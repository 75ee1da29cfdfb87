// ==========================================
// SCM 推荐系统 - SKU 记录
// ==========================================
// 职责: 数据集一行的强类型表示
// 红线: 只读，流水线从不回写数据集
// ==========================================

use serde::{Deserialize, Serialize};
use std::collections::BTreeMap;

// ==========================================
// 数据集列名（固定外部契约）
// ==========================================
pub mod columns {
    pub const SKU: &str = "SKU";
    pub const PRODUCT_TYPE: &str = "Product_type";
    pub const PRICE: &str = "Price";
    pub const AVAILABILITY: &str = "Availability";
    pub const UNITS_SOLD: &str = "Number_of_products_sold";
    pub const REVENUE: &str = "Revenue_generated";
    pub const STOCK_LEVEL: &str = "Stock_levels";
    pub const LEAD_TIME_DAYS: &str = "Lead_times";

    /// 参与计算的必需列
    pub const REQUIRED: [&str; 8] = [
        SKU,
        PRODUCT_TYPE,
        PRICE,
        AVAILABILITY,
        UNITS_SOLD,
        REVENUE,
        STOCK_LEVEL,
        LEAD_TIME_DAYS,
    ];

    /// 透传列（供应商/物流/制造属性，不参与计算）
    pub const PASS_THROUGH: [&str; 16] = [
        "Customer_demographics",
        "Order_quantities",
        "Shipping_times",
        "Shipping_carriers",
        "Shipping_costs",
        "Supplier_name",
        "Location",
        "Lead_time",
        "Production_volumes",
        "Manufacturing_lead_time",
        "Manufacturing_costs",
        "Inspection_results",
        "Defect_rates",
        "Transportation_modes",
        "Routes",
        "Costs",
    ];
}

// ==========================================
// SkuRecord - SKU 记录
// ==========================================
/// 数据集中的一条 SKU 记录
///
/// 列类型在数据访问边界一次性校验；数值域（负数等）由指标计算按 SKU 校验，
/// 单个 SKU 的坏数据不会中断整批计算。
#[derive(Debug, Clone, PartialEq, Serialize, Deserialize)]
pub struct SkuRecord {
    pub sku: String,
    pub product_type: String,
    pub price: f64,
    pub availability: i64,
    pub units_sold: i64,
    pub revenue: f64,
    pub stock_level: i64,
    pub lead_time_days: f64,

    /// 其余列原样透传（列名 → 值）
    #[serde(default)]
    pub extra: BTreeMap<String, serde_json::Value>,
}

impl SkuRecord {
    /// 读取透传列
    pub fn pass_through(&self, column: &str) -> Option<&serde_json::Value> {
        self.extra.get(column)
    }
}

Exercise goal
From the material above, return every line that contains "self".

Your solution
    pub fn pass_through(&self, column: &str) -> Option<&serde_json::Value> {
        self.extra.get(column)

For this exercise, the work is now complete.